* WORK ITEM *
Below are records; reply with nothing but the number of lines in them that contain "impl".

* RAW DATA *
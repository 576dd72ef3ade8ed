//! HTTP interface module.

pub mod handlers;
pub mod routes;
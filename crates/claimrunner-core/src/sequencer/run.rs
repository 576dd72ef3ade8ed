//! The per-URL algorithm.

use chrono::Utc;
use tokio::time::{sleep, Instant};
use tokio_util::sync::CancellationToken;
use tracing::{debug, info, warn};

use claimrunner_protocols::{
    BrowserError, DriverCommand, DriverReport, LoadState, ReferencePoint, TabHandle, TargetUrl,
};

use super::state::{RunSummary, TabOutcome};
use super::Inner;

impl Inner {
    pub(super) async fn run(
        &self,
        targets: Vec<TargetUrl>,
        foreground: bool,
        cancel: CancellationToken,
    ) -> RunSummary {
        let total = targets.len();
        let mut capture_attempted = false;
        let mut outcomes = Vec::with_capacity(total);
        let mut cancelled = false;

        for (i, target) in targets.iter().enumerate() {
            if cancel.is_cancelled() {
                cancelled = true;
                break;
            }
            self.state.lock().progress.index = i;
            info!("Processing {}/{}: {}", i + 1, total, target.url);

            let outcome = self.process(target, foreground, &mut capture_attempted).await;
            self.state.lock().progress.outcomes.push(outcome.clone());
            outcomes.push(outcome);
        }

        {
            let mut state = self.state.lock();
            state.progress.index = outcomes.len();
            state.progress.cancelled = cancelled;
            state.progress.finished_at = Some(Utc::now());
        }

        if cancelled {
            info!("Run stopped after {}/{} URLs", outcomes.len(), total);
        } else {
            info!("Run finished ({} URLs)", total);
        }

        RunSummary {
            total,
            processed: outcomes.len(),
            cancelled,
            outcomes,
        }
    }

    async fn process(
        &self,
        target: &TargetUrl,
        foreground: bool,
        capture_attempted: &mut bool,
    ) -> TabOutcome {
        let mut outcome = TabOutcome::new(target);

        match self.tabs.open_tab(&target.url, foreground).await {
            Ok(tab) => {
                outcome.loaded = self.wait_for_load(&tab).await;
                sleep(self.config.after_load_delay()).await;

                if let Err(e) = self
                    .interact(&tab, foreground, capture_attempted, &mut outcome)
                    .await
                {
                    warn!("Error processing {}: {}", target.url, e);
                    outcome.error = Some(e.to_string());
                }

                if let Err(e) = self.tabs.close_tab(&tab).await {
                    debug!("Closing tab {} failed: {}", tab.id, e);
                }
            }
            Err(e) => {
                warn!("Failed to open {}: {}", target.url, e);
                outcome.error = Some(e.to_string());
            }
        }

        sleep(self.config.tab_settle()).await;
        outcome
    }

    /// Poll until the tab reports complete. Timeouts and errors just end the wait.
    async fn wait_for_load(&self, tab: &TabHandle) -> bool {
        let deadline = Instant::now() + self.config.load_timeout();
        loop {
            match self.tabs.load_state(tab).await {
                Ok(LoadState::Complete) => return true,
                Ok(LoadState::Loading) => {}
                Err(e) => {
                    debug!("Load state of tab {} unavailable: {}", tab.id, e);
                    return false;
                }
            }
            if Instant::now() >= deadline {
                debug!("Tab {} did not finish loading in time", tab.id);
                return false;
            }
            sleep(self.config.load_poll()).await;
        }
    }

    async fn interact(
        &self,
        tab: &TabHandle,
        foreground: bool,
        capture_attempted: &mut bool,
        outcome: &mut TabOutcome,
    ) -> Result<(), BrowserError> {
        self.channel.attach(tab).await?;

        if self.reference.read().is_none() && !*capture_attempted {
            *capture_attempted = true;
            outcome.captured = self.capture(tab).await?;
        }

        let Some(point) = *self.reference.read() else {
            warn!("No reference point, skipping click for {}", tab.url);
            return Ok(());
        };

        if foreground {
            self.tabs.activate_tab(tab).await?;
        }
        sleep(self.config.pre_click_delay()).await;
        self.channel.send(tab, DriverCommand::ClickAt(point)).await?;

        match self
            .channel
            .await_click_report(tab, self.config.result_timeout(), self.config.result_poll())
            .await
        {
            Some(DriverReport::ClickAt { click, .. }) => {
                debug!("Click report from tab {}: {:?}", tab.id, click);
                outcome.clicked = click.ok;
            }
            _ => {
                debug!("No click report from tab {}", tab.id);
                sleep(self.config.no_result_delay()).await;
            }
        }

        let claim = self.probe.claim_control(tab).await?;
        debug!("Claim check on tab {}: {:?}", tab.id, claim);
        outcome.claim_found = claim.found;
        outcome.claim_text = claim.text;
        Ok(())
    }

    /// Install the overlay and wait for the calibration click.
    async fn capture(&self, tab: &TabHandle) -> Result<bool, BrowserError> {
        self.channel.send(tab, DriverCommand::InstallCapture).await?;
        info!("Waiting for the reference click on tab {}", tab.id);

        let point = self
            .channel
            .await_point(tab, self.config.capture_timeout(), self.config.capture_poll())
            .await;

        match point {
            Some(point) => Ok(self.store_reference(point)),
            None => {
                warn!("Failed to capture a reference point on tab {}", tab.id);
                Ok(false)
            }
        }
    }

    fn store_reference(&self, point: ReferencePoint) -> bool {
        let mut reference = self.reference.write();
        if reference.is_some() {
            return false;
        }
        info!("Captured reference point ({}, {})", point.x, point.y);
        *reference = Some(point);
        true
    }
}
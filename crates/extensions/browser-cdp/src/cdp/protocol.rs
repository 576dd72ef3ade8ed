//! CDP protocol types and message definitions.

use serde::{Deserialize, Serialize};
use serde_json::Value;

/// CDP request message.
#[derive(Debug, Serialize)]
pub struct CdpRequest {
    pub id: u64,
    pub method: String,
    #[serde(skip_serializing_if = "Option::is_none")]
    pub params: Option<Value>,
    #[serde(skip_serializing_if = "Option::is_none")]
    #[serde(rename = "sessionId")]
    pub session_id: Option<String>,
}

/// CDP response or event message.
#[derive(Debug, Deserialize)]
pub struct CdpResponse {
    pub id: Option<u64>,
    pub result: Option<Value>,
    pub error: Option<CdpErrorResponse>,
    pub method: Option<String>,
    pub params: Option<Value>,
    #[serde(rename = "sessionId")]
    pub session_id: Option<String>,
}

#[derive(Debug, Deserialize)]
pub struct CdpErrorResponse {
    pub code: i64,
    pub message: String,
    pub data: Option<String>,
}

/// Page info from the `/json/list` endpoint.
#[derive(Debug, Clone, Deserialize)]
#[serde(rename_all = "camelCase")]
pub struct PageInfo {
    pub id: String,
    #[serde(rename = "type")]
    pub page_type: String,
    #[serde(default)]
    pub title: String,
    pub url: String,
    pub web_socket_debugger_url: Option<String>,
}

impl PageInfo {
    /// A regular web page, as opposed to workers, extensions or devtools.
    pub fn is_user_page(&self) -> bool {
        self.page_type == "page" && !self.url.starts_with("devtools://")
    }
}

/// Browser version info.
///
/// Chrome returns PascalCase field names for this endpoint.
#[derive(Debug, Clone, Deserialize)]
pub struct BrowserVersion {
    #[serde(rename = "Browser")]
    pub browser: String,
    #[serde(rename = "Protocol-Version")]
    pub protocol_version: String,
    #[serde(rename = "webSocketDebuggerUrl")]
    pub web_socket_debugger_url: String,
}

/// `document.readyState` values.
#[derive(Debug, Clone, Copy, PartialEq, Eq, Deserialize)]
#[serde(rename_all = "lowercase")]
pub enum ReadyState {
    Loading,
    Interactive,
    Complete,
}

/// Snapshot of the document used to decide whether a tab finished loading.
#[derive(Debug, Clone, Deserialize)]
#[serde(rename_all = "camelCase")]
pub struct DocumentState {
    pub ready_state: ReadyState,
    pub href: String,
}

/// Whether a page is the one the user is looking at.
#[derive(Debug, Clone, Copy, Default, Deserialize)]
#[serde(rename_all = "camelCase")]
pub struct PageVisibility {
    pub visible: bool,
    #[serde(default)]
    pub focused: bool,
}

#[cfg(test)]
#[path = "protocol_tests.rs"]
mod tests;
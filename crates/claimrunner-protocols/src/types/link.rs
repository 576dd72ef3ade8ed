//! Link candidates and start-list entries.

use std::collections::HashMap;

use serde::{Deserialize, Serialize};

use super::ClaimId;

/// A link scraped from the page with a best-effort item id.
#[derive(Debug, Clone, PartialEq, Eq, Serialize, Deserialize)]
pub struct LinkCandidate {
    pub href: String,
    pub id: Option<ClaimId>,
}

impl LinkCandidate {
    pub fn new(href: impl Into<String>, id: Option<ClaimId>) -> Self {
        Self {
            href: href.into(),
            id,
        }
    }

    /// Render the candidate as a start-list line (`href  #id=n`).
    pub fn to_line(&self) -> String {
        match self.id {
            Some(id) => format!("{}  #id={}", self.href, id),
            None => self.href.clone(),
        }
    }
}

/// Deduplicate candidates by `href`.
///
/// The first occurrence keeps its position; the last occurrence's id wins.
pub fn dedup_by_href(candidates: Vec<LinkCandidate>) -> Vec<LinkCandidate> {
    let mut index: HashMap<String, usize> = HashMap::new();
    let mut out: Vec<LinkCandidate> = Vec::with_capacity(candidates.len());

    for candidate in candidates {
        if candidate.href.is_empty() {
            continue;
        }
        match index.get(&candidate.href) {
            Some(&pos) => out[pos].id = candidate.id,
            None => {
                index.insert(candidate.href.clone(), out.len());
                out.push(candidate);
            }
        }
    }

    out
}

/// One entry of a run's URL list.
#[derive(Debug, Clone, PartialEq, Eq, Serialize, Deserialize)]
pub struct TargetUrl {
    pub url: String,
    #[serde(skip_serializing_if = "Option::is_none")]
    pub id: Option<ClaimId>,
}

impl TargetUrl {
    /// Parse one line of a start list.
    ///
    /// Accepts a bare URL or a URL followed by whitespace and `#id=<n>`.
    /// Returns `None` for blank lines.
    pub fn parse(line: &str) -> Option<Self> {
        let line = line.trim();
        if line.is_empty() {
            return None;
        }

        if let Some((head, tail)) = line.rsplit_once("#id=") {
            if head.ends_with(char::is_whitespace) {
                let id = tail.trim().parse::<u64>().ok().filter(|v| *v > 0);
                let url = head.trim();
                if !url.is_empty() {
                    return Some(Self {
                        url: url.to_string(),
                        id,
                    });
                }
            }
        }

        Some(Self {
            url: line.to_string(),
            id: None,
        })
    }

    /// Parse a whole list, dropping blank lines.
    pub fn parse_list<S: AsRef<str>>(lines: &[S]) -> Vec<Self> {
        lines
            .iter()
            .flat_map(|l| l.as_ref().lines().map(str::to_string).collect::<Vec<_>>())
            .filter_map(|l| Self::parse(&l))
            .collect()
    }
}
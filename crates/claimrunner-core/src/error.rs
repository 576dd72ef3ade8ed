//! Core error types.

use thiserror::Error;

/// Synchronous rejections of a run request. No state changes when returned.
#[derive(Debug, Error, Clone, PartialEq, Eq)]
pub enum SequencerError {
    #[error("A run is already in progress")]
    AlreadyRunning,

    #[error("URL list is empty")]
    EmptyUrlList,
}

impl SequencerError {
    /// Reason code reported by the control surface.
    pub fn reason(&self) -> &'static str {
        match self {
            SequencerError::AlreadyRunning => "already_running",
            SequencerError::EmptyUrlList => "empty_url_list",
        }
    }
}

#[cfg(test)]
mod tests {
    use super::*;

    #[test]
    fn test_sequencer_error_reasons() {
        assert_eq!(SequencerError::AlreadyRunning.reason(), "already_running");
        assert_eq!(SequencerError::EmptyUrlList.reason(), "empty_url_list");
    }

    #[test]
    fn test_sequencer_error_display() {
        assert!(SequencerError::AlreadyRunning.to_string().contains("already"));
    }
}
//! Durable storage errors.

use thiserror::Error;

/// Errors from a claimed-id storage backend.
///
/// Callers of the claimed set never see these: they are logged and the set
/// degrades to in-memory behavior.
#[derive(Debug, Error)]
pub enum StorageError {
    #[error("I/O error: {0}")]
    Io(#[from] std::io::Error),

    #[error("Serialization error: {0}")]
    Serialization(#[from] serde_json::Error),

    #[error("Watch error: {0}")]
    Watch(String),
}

* WRITTEN REPLY *
6